- An inaugural survey about the state of digital media in higher education by subscription-based stock video provider VideoBlocks found half of students and faculty respondents consider themselves to be highly digitally literate, but only 14% of faculty and 23% of students think the other group is as well.
- Campus Technology reports that most faculty go outside of university-provided resources to find digital media for their course materials, and many report frustration with a lack of access to digital materials as well as the time it takes to learn new technology.
- The survey data also show more than two-thirds of faculty respondents said they assigned more than three projects that require students to create multimedia, but almost three-quarters said their students are unknowledgeable about the topic of copyright and fair use.

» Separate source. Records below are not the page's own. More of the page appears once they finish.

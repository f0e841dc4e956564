//! Price type for catalog and cart amounts.
//!
//! Amounts are held in cents so that cart totals never accumulate
//! floating-point error. On the wire a price is a plain JSON number in
//! dollars (`499.99`), which keeps stored carts readable.

use serde::{Deserialize, Deserializer, Serialize, Serializer};
use std::fmt;
use std::iter::Sum;

/// Number of minor units per major unit.
const CENTS_PER_UNIT: i64 = 100;

/// A price in US cents.
#[derive(Debug, Clone, Copy, PartialEq, Eq, Hash, PartialOrd, Ord, Default)]
pub struct Price {
    cents: i64,
}

impl Price {
    /// Zero.
    pub const ZERO: Price = Price { cents: 0 };

    /// Create a price from cents.
    pub const fn from_cents(cents: i64) -> Self {
        Self { cents }
    }

    /// Create a price from a decimal dollar amount, rounding to the cent.
    ///
    /// ```
    /// use gaming_commerce::money::Price;
    /// assert_eq!(Price::from_decimal(499.99).cents(), 49999);
    /// ```
    pub fn from_decimal(amount: f64) -> Self {
        Self::from_cents((amount * CENTS_PER_UNIT as f64).round() as i64)
    }

    /// Amount in cents.
    pub const fn cents(&self) -> i64 {
        self.cents
    }

    /// Amount in dollars.
    pub fn to_decimal(&self) -> f64 {
        self.cents as f64 / CENTS_PER_UNIT as f64
    }

    /// Check if this is zero.
    pub fn is_zero(&self) -> bool {
        self.cents == 0
    }

    /// Multiply by a quantity, saturating at the numeric bounds.
    pub fn saturating_mul(&self, quantity: i64) -> Self {
        Self::from_cents(self.cents.saturating_mul(quantity))
    }

    /// Add another price, saturating at the numeric bounds.
    pub fn saturating_add(&self, other: Price) -> Self {
        Self::from_cents(self.cents.saturating_add(other.cents))
    }

    /// Format as a display string (e.g., "$49.99").
    pub fn display(&self) -> String {
        let sign = if self.cents < 0 { "-" } else { "" };
        let abs = self.cents.unsigned_abs();
        let unit = CENTS_PER_UNIT as u64;
        format!("{}${}.{:02}", sign, abs / unit, abs % unit)
    }
}

impl fmt::Display for Price {
    fn fmt(&self, f: &mut fmt::Formatter<'_>) -> fmt::Result {
        f.write_str(&self.display())
    }
}

impl Sum for Price {
    fn sum<I: Iterator<Item = Price>>(iter: I) -> Self {
        iter.fold(Price::ZERO, |acc, p| acc.saturating_add(p))
    }
}

impl Serialize for Price {
    fn serialize<S: Serializer>(&self, serializer: S) -> Result<S::Ok, S::Error> {
        serializer.serialize_f64(self.to_decimal())
    }
}

impl<'de> Deserialize<'de> for Price {
    fn deserialize<D: Deserializer<'de>>(deserializer: D) -> Result<Self, D::Error> {
        let amount = f64::deserialize(deserializer)?;
        if !amount.is_finite() {
            return Err(serde::de::Error::custom("price must be a finite number"));
        }
        Ok(Price::from_decimal(amount))
    }
}

#[cfg(test)]
mod tests {
    use super::*;

    #[test]
    fn test_decimal_conversion() {
        assert_eq!(Price::from_decimal(69.99).cents(), 6999);
        assert_eq!(Price::from_decimal(10.0).cents(), 1000);
        assert_eq!(Price::from_cents(34999).to_decimal(), 349.99);
    }

    #[test]
    fn test_display() {
        assert_eq!(Price::from_cents(49999).display(), "$499.99");
        assert_eq!(Price::from_cents(5).display(), "$0.05");
        assert_eq!(Price::ZERO.to_string(), "$0.00");
        assert_eq!(Price::from_cents(-150).display(), "-$1.50");
    }

    #[test]
    fn test_arithmetic_saturates() {
        let p = Price::from_cents(i64::MAX / 2 + 1);
        assert_eq!(p.saturating_mul(2).cents(), i64::MAX);
        assert_eq!(p.saturating_add(p).cents(), i64::MAX);
    }

    #[test]
    fn test_sum() {
        let total: Price = [Price::from_cents(100), Price::from_cents(250)]
            .into_iter()
            .sum();
        assert_eq!(total, Price::from_cents(350));
    }

    #[test]
    fn test_json_shape() {
        let json = serde_json::to_string(&Price::from_cents(49999)).unwrap();
        assert_eq!(json, "499.99");

        let parsed: Price = serde_json::from_str("399.99").unwrap();
        assert_eq!(parsed.cents(), 39999);

        let integer: Price = serde_json::from_str("10").unwrap();
        assert_eq!(integer.cents(), 1000);

        assert!(serde_json::from_str::<Price>(r#""10""#).is_err());
    }
}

Digital media is being used more often by faculty in their lectures and by students as they complete projects for courses that attempt to teach them the skills they’ll need in the workplace. Increased use of video and photos comes with greater temptation to ignore copyright, however. Search engines offer a quick way to find related content and many students and faculty proceed on the assumption that it won’t matter if they incorporate content that isn’t licensed for their use.
VideoBlocks is one service that sells access to footage subscribers are free to use. California Newsreel has a similar business model with a collection of documentaries. And colleges often respond to requests from faculty by reaching out to distributors for permission on a case-by-case basis. In this era of video, all schools should have some system in place to facilitate proper approval for faculty and students.